El tercer legionario lanzó un puñal a Madrix pero éste fue más rápido e interpuso a su compañero. El legionario rodeó el carro por la izquierda para poder atacar desde atrás a los esclavistas. Becar se ocupó de él con una de sus flechas y el legionario superviviente no tardó en acompañar a sus amigos en su viaje al Inframundo.
Cuando todo hubo acabado Madrix arrojó el cadáver del conductor al suelo.
–¡Por Meron que así no hay forma de hacer negocios! –Exclamó.
Bajó del carro e ignorando los cuerpos de los legionarios ordenó abrir la jaula.
–¿Os parece bonito? –Les preguntó a sus presos–. Podíamos haber sacado un buen negocio adelante pero no, el señor capullo tenía que gritar... ¿qué era eso? Ah sí, ¡por el primero! Pues serás el primero en recibir una lección, el primero y el último. Creo que la necesitas. ¡Sacarlo fuera! –Ordenó airado.
Lo sujetaron entre dos de los esclavistas mientras Becar desenrollaba su látigo delante de él.
Madrix se acercó a Thomas.
–Éste es Becar –le presentó–. Es un gran arquero, ¿sabes? El mejor que yo haya visto. Por eso le tengo conmigo, claro.
–Encantado –contestó irónicamente Thomas.
–¿Encantado? ¡Ya! No creo que lo estés. ¿Sabes? No sólo tiene buena puntería con el arco, con el látigo..., con el látigo es un maestro.

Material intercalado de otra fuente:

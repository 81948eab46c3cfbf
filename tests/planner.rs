use anyhow::Result;
use ironcrunch::graph::Graph;
use ironcrunch::node::{MapOp, Node, NodeKind};
use ironcrunch::pipeline::TempLocations;
use ironcrunch::planner;
use ironcrunch::stage::{StageInput, StageOutput};
use ironcrunch::testing::{ScriptedEngine, TestPipeline, init_test_logging};
use ironcrunch::*;
use std::sync::Arc;

fn words(p: &TestPipeline, text: &[&str]) -> Result<PCollection> {
    let f = Family::Binary;
    Ok(p.read(MemSource::new(f.strings(), text.iter().copied()))?)
}

fn ones(c: &PCollection) -> Result<PCollection> {
    let f = Family::Binary;
    let t = f.table_of(&f.strings(), &f.longs())?;
    Ok(c.map("pair_with_one", t, |w| Ok(Value::pair(w, 1i64)))?)
}

fn identity_kind() -> NodeKind {
    NodeKind::ParallelDo(Arc::new(MapOp(|v: Value| -> Result<Value> { Ok(v) })))
}

#[test]
fn map_only_chain_fuses_into_one_stage() -> Result<()> {
    init_test_logging();
    let p = TestPipeline::new()?;
    let f = Family::Binary;
    let out = MemTarget::new("out", f.strings());
    words(&p, &["a", "bb", "ccc"])?
        .map("upper", f.strings(), |v| {
            Ok(Value::from(v.as_str().unwrap_or_default().to_uppercase()))
        })?
        .filter("long", |v| v.as_str().is_some_and(|s| s.len() > 1))?
        .map("suffix", f.strings(), |v| Ok(Value::from(format!("{v}!"))))?
        .write(out)?;

    let plan = p.plan()?;
    assert_eq!(plan.len(), 1);
    let s = &plan.stages()[0];
    assert!(s.is_map_only());
    assert_eq!(s.label, "upper+long+suffix");
    assert_eq!(s.pipes.len(), 1);
    assert_eq!(s.pipes[0].chain.len(), 3);
    assert!(s.temp_location().is_none());
    assert_eq!(plan.materialization_points().len(), 1);
    Ok(())
}

#[test]
fn shared_node_is_materialized_once() -> Result<()> {
    let p = TestPipeline::new()?;
    let f = Family::Binary;
    let shared = words(&p, &["x", "y"])?.map("tag", f.strings(), |v| Ok(Value::from(format!("#{v}"))))?;
    shared
        .map("left", f.strings(), Ok)?
        .write(MemTarget::new("l", f.strings()))?;
    shared
        .map("right", f.strings(), Ok)?
        .write(MemTarget::new("r", f.strings()))?;

    let plan = p.plan()?;
    assert!(plan.materialization_points().contains(&shared.id()));
    let computing: Vec<_> = plan
        .stages()
        .iter()
        .filter(|s| s.nodes().contains(&shared.id()))
        .collect();
    assert_eq!(computing.len(), 1, "upstream chain must not be duplicated");

    let producer = computing[0];
    let loc = producer.temp_location().expect("shared output is persisted");
    let readers: Vec<_> = plan
        .stages()
        .iter()
        .filter(|s| {
            s.pipes.iter().any(|pipe| {
                matches!(&pipe.input, StageInput::Stage { location, .. } if location == loc)
            })
        })
        .collect();
    assert_eq!(readers.len(), 2);
    assert!(readers.iter().all(|s| s.deps == vec![producer.id]));
    assert_eq!(plan.len(), 3);
    Ok(())
}

#[test]
fn independent_shuffles_give_one_stage_each_plus_a_join_stage() -> Result<()> {
    let p = TestPipeline::new()?;
    let f = Family::Binary;
    let t = f.table_of(&f.strings(), &f.longs())?;
    let n = 3;
    let mut branches = Vec::new();
    for i in 0..n {
        let counted = ones(&words(&p, &["a", "b", "a"])?)?
            .group_by_key()?
            .combine_values(SumLongs)?;
        branches.push(counted.map(&format!("rename{i}"), t.clone(), Ok)?);
    }
    let refs: Vec<&PCollection> = branches.iter().collect();
    p.union(&refs)?.write(MemTarget::new("all", t))?;

    let plan = p.plan()?;
    assert_eq!(plan.len(), n + 1);
    assert_eq!(plan.shuffle_count(), n);
    assert_eq!(plan.induced_boundaries().len(), n);
    let last = &plan.stages()[n];
    assert!(last.is_map_only());
    assert_eq!(last.deps.len(), n);
    assert_eq!(plan.layers().len(), 2);
    Ok(())
}

#[test]
fn combiner_runs_on_both_sides_of_the_shuffle() -> Result<()> {
    let p = TestPipeline::new()?;
    let f = Family::Binary;
    let t = f.table_of(&f.strings(), &f.longs())?;
    let summed = ones(&words(&p, &["a", "b", "a"])?)?
        .group_by_key()?
        .combine_values(SumLongs)?;
    summed.write(MemTarget::new("out", t))?;

    let plan = p.plan()?;
    assert_eq!(plan.len(), 1);
    let shuffle = plan.stages()[0].shuffle.expect("map-reduce stage");
    assert_eq!(shuffle.combiner, Some(summed.id()));
    assert!(plan.stages()[0].post.is_empty());
    let text = plan.explain().to_string();
    assert!(text.contains("combiner: sum_longs"), "{text}");
    assert!(text.contains("map-reduce"), "{text}");

    let jobs = p.jobs()?;
    let spec = jobs[0].shuffle.as_ref().expect("job shuffles");
    assert_eq!(spec.combiner.as_ref().map(|c| c.name().to_string()), Some("sum_longs".into()));
    Ok(())
}

#[test]
fn chained_shuffles_split_after_the_first_reduce() -> Result<()> {
    let p = TestPipeline::new()?;
    let f = Family::Binary;
    let t = f.table_of(&f.strings(), &f.longs())?;
    let first_letter = ones(&words(&p, &["ant", "bee", "ape"])?)?
        .group_by_key()?
        .combine_values(SumLongs)?
        .map_keys("first_letter", f.strings(), |k| {
            Ok(Value::from(k.as_str().unwrap_or_default().chars().take(1).collect::<String>()))
        })?;
    first_letter
        .group_by_key()?
        .combine_values(SumLongs)?
        .write(MemTarget::new("out", t))?;

    let plan = p.plan()?;
    assert_eq!(plan.len(), 2);
    assert_eq!(plan.induced_boundaries(), vec![first_letter.id()]);
    let s0 = &plan.stages()[0];
    let s1 = &plan.stages()[1];
    assert_eq!(s0.root, first_letter.id());
    assert_eq!(s0.post, vec![first_letter.id()]);
    assert_eq!(s1.deps, vec![s0.id]);
    assert!(s1.shuffle.is_some());
    Ok(())
}

#[test]
fn explicit_materialize_keeps_a_named_output() -> Result<()> {
    let p = TestPipeline::new()?;
    let f = Family::Json;
    let m = p
        .read(MemSource::new(f.longs(), [1i64, 2]))?
        .map("inc", f.longs(), |v| Ok(Value::Long(v.as_long().unwrap_or(0) + 1)))?
        .materialize()?;

    let plan = p.plan()?;
    assert_eq!(plan.len(), 1);
    let s = &plan.stages()[0];
    assert!(matches!(s.outputs.as_slice(), [StageOutput::Temp { explicit: true, .. }]));
    let loc = plan.materialized_location(m.id()).expect("explicit location");
    assert!(loc.ends_with("p0"), "{loc}");
    Ok(())
}

#[test]
fn stages_follow_topological_order_with_lowest_id_first() -> Result<()> {
    let p = TestPipeline::new()?;
    let f = Family::Binary;
    let a = words(&p, &["a"])?.map("first", f.strings(), Ok)?;
    let b = words(&p, &["b"])?.map("second", f.strings(), Ok)?;
    b.write(MemTarget::new("b", f.strings()))?;
    a.write(MemTarget::new("a", f.strings()))?;

    let plan = p.plan()?;
    let roots: Vec<NodeId> = plan.stages().iter().map(|s| s.root).collect();
    assert_eq!(roots, vec![a.id(), b.id()]);
    assert_eq!(plan.layers(), vec![vec![StageId::new(0), StageId::new(1)]]);
    Ok(())
}

#[test]
fn unconsumed_branches_are_not_planned() -> Result<()> {
    let p = TestPipeline::new()?;
    let f = Family::Binary;
    let src = words(&p, &["a"])?;
    let dead = src.map("dead", f.strings(), Ok)?;
    src.map("live", f.strings(), Ok)?
        .write(MemTarget::new("out", f.strings()))?;

    let plan = p.plan()?;
    assert_eq!(plan.len(), 1);
    assert_eq!(plan.stage_of(dead.id()), None);
    assert!(!plan.materialization_points().contains(&src.id()));
    Ok(())
}

#[test]
fn shared_source_is_read_in_place() -> Result<()> {
    let p = TestPipeline::new()?;
    let f = Family::Binary;
    let src = words(&p, &["a", "b"])?;
    src.map("one", f.strings(), Ok)?
        .write(MemTarget::new("one", f.strings()))?;
    src.map("two", f.strings(), Ok)?
        .write(MemTarget::new("two", f.strings()))?;

    let plan = p.plan()?;
    assert_eq!(plan.len(), 2);
    for s in plan.stages() {
        assert!(s.deps.is_empty());
        assert_eq!(s.pipes[0].input, StageInput::Source(src.id()));
    }
    Ok(())
}

#[test]
fn plan_is_idempotent_and_freezes_the_graph() -> Result<()> {
    let p = TestPipeline::new()?;
    let f = Family::Binary;
    let src = words(&p, &["a"])?;
    src.write(MemTarget::new("copy", f.strings()))?;

    let first = p.plan()?;
    let second = p.plan()?;
    assert!(Arc::ptr_eq(&first, &second));
    assert_eq!(p.state(), RunState::Planned);

    let err = src.map("late", f.strings(), Ok).err();
    assert!(matches!(err, Some(GraphConstructionError::Frozen { .. })));
    Ok(())
}

#[test]
fn targeted_source_gets_a_copy_stage() -> Result<()> {
    let p = TestPipeline::new()?;
    let f = Family::Binary;
    let src = words(&p, &["a", "b"])?;
    src.write(MemTarget::new("copy", f.strings()))?;

    let plan = p.plan()?;
    assert_eq!(plan.len(), 1);
    let s = &plan.stages()[0];
    assert_eq!(s.root, src.id());
    assert!(s.pipes[0].chain.is_empty());
    Ok(())
}

#[test]
fn engine_key_requirements_are_enforced_at_planning() -> Result<()> {
    let engine = ScriptedEngine::new().with_key_requirements(Capabilities::ALL);
    let p = TestPipeline::with_engine(Arc::new(engine))?;
    let f = Family::Json;
    let t = f.table_of(&f.bytes(), &f.longs())?;
    p.read(MemSource::new(t.clone(), [Value::pair(vec![1u8], 1i64)]))?
        .group_by_key()?
        .write(MemTarget::new("out", f.table_of(&f.bytes(), &f.collection_of(&f.longs())?)?))?;

    match p.plan() {
        Err(PipelineError::Planning(PlanningError::UnsupportedKey { missing, .. })) => {
            assert_eq!(missing, "ordering");
        }
        other => panic!("expected an unsupported key, got {other:?}"),
    }
    assert_eq!(p.state(), RunState::Failed);
    Ok(())
}

#[test]
fn unhashable_keys_are_rejected_while_building() -> Result<()> {
    let p = TestPipeline::new()?;
    let f = Family::Binary;
    let t = f.table_of(&f.doubles(), &f.longs())?;
    let err = p
        .read(MemSource::new(t, [Value::pair(1.5, 1i64)]))?
        .group_by_key()
        .err();
    assert!(matches!(err, Some(GraphConstructionError::UnsupportedKey { .. })));
    Ok(())
}

#[test]
fn cycles_are_reported_with_their_nodes() -> Result<()> {
    let f = Family::Binary;
    let mut g = Graph::new();
    let src = g.add(
        "src",
        NodeKind::Source(Arc::new(MemSource::new(f.strings(), ["a"]))),
        vec![],
        f.strings(),
    );
    let (a, b) = (NodeId::new(1), NodeId::new(2));
    let union = |id, inputs| Node {
        id,
        name: format!("u{}", id.raw()),
        kind: NodeKind::Union,
        inputs,
        ptype: f.strings(),
    };
    g.push_unchecked(union(a, vec![src, b]));
    g.push_unchecked(union(b, vec![a]));
    g.add(
        "out",
        NodeKind::Target(Arc::new(MemTarget::new("out", f.strings()))),
        vec![b],
        f.strings(),
    );

    let dir = tempfile::tempdir()?;
    let err = planner::plan(&g, Capabilities::HASH_GROUPING, &mut TempLocations::new(dir.path()))
        .unwrap_err();
    match err {
        PlanningError::Cycle { nodes } => {
            assert!(nodes.contains(&a) && nodes.contains(&b));
            assert!(!nodes.contains(&src));
        }
        other => panic!("expected a cycle, got {other}"),
    }
    Ok(())
}

#[test]
fn dangling_and_malformed_nodes_are_rejected() -> Result<()> {
    let f = Family::Binary;
    let dir = tempfile::tempdir()?;

    let mut g = Graph::new();
    g.push_unchecked(Node {
        id: NodeId::new(0),
        name: "orphan".into(),
        kind: identity_kind(),
        inputs: vec![NodeId::new(9)],
        ptype: f.strings(),
    });
    let err = planner::plan(&g, Capabilities::HASH_GROUPING, &mut TempLocations::new(dir.path()));
    assert_eq!(
        err.err(),
        Some(PlanningError::DanglingReference {
            node: NodeId::new(0),
            missing: NodeId::new(9),
        })
    );

    let mut g = Graph::new();
    let a = g.add(
        "src",
        NodeKind::Source(Arc::new(MemSource::new(f.strings(), ["a"]))),
        vec![],
        f.strings(),
    );
    let b = g.add(
        "src2",
        NodeKind::Source(Arc::new(MemSource::new(f.strings(), ["b"]))),
        vec![],
        f.strings(),
    );
    g.add("two_inputs", identity_kind(), vec![a, b], f.strings());
    let err = planner::plan(&g, Capabilities::HASH_GROUPING, &mut TempLocations::new(dir.path()));
    assert!(matches!(err, Err(PlanningError::InvalidNode { .. })));
    Ok(())
}

#[test]
fn temp_locations_are_sequential_within_a_run() -> Result<()> {
    let p = TestPipeline::new()?;
    let f = Family::Binary;
    let shared = words(&p, &["a"])?.map("shared", f.strings(), Ok)?;
    let m = shared.materialize()?;
    shared
        .map("other", f.strings(), Ok)?
        .write(MemTarget::new("o", f.strings()))?;

    let plan = p.plan()?;
    let dir = p.run_dir().expect("planned run has a directory");
    let temps: Vec<String> = plan
        .stages()
        .iter()
        .filter_map(|s| s.temp_location().map(str::to_string))
        .collect();
    assert_eq!(
        temps,
        vec![
            dir.join("p0").display().to_string(),
            dir.join("p1").display().to_string(),
        ]
    );
    assert_eq!(plan.materialized_location(m.id()), Some(temps[1].as_str()));
    Ok(())
}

–Lo creo –volvió a interrumpir.
Un puñetazo de Madrix lo silenció.
–Sebral, ¿puedes hacer algo? –susurró Neamer.
–Sí puedo. Pero no nos desharíamos de ellos y después, ¿qué? Estoy demasiado débil para algo mayor.
–De ésta no sale –sentenció Ermis.
–Calla –le ordenó Shárika rabiosa por la impotencia.
Madrix se hizo a un lado y dijo:
–Maestro, demuéstranos lo que sabes hacer.
El látigo acertó el rostro de Thomas a la primera. Después Becar se recreó formando un macabro mosaico en la piel del legionario. Aunque no lo demostrara Madrix observaba fascinado el coraje y aguante de aquel legionario que recibía el castigo en completo silencio.
–¡Basta! –Interrumpió–. No tenemos tiempo. Acabar con él y luego meter todos los cadáveres en la jaula. Tendremos que viajar de noche para salir de Xhantia cuanto antes.
Becar guardó su látigo. Otro esclavista se acercó al sangrante Thomas y empezó a propinarle una serie de puñetazos. Cuando Thomas se derrumbó sobre la hierba varios esclavistas se unieron con su compañero para darle patadas al rebelde esclavo.